• _Dataset excerpts_:
#####
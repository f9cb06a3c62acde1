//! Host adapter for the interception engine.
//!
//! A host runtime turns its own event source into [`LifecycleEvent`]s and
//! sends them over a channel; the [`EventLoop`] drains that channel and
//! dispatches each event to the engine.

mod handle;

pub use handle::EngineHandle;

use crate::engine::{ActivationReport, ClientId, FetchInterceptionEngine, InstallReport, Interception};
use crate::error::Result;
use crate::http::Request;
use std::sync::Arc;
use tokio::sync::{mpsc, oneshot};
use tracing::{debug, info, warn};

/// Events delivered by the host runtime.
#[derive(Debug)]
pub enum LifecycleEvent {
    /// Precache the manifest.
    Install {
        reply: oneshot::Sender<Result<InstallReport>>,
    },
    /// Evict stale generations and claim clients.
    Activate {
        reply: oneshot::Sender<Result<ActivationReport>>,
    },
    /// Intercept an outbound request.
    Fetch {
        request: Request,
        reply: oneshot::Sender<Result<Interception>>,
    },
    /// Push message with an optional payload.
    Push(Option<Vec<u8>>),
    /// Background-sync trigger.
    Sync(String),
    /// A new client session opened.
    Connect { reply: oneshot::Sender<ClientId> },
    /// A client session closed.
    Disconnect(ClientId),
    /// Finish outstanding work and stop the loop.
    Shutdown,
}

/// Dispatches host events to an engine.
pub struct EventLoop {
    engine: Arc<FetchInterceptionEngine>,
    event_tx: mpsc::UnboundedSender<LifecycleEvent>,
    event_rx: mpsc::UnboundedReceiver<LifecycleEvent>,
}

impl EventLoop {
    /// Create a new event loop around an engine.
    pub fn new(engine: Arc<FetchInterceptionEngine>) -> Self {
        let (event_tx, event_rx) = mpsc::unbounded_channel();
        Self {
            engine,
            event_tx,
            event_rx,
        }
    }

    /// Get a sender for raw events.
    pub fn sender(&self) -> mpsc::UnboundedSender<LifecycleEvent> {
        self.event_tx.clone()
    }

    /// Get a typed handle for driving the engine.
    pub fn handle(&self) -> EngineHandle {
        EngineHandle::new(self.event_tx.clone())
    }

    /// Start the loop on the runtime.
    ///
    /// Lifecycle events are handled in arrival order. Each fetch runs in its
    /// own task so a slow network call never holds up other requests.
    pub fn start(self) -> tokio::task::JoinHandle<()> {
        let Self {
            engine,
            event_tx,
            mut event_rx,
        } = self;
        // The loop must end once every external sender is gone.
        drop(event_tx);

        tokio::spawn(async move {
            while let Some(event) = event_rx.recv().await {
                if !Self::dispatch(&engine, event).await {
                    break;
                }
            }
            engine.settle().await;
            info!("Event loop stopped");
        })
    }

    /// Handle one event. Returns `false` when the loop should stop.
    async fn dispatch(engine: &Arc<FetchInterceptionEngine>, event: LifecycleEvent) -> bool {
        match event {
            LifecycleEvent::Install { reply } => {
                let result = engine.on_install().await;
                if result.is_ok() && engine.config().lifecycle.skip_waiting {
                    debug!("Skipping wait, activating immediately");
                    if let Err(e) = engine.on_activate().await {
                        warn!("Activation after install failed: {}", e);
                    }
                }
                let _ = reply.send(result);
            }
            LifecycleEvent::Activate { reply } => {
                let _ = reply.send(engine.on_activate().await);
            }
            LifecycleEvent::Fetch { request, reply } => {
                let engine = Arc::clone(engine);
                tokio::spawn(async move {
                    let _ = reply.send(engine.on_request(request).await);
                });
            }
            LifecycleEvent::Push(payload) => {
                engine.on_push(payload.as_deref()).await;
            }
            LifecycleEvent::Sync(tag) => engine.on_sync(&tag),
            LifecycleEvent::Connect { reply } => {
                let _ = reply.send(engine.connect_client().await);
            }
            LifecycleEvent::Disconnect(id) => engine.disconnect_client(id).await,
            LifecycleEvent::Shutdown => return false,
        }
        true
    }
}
#####
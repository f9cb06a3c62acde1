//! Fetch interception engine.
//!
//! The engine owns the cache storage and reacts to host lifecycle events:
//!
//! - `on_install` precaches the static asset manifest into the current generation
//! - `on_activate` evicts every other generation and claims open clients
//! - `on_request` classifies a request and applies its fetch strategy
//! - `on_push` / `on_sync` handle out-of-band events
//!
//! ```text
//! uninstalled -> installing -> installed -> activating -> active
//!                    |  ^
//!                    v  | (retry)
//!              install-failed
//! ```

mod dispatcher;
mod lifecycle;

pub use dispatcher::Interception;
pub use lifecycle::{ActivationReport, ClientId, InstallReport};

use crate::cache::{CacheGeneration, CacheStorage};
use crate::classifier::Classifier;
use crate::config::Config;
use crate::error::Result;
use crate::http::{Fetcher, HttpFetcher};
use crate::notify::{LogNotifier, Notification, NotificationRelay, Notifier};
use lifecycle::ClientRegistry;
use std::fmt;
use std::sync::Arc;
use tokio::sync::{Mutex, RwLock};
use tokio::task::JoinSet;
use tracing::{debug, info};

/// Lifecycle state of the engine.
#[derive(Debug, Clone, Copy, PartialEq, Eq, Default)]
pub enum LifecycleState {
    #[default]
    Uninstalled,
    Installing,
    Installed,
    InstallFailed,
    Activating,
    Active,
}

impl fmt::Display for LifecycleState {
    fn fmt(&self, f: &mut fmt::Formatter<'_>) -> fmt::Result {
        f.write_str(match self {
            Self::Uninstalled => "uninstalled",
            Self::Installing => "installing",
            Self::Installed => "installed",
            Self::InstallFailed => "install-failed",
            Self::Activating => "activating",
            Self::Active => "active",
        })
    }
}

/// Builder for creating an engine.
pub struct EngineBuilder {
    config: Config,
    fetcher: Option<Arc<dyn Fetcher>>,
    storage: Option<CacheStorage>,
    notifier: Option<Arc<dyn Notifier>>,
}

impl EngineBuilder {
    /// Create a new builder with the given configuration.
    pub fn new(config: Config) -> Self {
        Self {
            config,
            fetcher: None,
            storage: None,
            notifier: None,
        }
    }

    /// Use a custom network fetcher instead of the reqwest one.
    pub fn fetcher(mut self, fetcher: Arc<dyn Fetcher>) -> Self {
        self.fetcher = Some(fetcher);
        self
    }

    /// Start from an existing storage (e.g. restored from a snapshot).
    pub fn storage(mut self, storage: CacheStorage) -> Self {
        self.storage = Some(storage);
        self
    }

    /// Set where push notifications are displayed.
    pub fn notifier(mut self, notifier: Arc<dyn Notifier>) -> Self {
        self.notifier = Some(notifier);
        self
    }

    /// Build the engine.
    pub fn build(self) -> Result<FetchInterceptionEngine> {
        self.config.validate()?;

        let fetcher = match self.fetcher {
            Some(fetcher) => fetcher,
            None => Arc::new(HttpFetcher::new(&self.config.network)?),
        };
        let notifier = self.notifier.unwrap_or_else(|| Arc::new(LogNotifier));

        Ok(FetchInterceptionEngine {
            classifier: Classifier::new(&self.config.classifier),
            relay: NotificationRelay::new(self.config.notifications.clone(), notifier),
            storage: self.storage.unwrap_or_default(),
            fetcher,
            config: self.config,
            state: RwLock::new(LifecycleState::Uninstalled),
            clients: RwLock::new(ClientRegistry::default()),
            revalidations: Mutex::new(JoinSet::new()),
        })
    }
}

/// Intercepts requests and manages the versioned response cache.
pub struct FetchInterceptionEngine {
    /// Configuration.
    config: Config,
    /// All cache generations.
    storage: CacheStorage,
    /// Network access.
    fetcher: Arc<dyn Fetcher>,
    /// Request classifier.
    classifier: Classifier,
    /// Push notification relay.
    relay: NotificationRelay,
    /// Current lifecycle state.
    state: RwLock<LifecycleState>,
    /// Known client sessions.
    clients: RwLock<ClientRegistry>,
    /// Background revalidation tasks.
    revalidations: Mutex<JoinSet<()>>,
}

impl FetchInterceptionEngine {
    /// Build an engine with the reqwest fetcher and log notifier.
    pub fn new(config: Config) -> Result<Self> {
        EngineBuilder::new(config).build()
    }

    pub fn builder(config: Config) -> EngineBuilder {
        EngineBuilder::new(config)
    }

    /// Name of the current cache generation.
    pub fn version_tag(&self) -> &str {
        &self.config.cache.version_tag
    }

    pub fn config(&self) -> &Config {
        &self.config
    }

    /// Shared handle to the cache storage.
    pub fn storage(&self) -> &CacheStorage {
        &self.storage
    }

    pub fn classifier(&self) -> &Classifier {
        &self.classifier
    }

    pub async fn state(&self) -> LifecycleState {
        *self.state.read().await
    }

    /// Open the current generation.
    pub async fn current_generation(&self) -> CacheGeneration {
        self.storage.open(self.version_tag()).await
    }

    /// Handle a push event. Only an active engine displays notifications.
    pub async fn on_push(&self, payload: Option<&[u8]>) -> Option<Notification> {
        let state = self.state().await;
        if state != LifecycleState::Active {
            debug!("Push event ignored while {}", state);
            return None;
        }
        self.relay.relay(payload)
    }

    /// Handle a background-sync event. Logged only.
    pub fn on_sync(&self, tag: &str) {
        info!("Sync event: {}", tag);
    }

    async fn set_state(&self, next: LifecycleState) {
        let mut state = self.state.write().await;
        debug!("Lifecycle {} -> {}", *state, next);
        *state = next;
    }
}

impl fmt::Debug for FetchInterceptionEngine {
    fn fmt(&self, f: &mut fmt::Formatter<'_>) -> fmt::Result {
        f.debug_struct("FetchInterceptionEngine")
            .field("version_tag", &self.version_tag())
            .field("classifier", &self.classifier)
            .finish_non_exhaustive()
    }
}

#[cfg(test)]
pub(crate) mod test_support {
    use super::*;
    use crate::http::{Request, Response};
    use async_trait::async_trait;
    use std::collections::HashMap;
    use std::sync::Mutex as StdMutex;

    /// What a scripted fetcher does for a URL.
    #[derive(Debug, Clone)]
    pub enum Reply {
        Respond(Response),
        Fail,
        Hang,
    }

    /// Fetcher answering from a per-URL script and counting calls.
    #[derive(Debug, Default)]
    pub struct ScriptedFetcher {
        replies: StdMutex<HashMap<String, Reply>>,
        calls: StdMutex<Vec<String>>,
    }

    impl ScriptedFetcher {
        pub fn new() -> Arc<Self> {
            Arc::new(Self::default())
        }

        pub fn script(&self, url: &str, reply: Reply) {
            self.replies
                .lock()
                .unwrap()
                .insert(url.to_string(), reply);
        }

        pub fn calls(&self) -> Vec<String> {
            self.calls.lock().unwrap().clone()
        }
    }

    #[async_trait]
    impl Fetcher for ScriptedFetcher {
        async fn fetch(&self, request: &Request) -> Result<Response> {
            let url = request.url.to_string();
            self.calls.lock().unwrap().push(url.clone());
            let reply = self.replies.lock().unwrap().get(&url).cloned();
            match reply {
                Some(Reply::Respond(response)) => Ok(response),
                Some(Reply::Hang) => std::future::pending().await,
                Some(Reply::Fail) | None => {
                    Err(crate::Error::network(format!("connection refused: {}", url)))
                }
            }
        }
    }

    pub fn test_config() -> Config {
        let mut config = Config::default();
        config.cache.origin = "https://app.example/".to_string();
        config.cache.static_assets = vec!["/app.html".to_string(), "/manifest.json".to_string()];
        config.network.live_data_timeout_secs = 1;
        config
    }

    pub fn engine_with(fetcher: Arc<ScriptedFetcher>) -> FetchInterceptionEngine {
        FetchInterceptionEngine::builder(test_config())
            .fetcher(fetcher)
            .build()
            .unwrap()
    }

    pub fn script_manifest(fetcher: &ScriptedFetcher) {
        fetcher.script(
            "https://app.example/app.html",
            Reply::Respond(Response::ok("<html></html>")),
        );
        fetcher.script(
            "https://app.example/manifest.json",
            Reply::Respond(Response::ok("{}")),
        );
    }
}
#####
• _What you should do_: Show each line of the material where the word "field" occurs.

• _Exercise answer_:
            .field("version_tag", &self.version_tag())
            .field("classifier", &self.classifier)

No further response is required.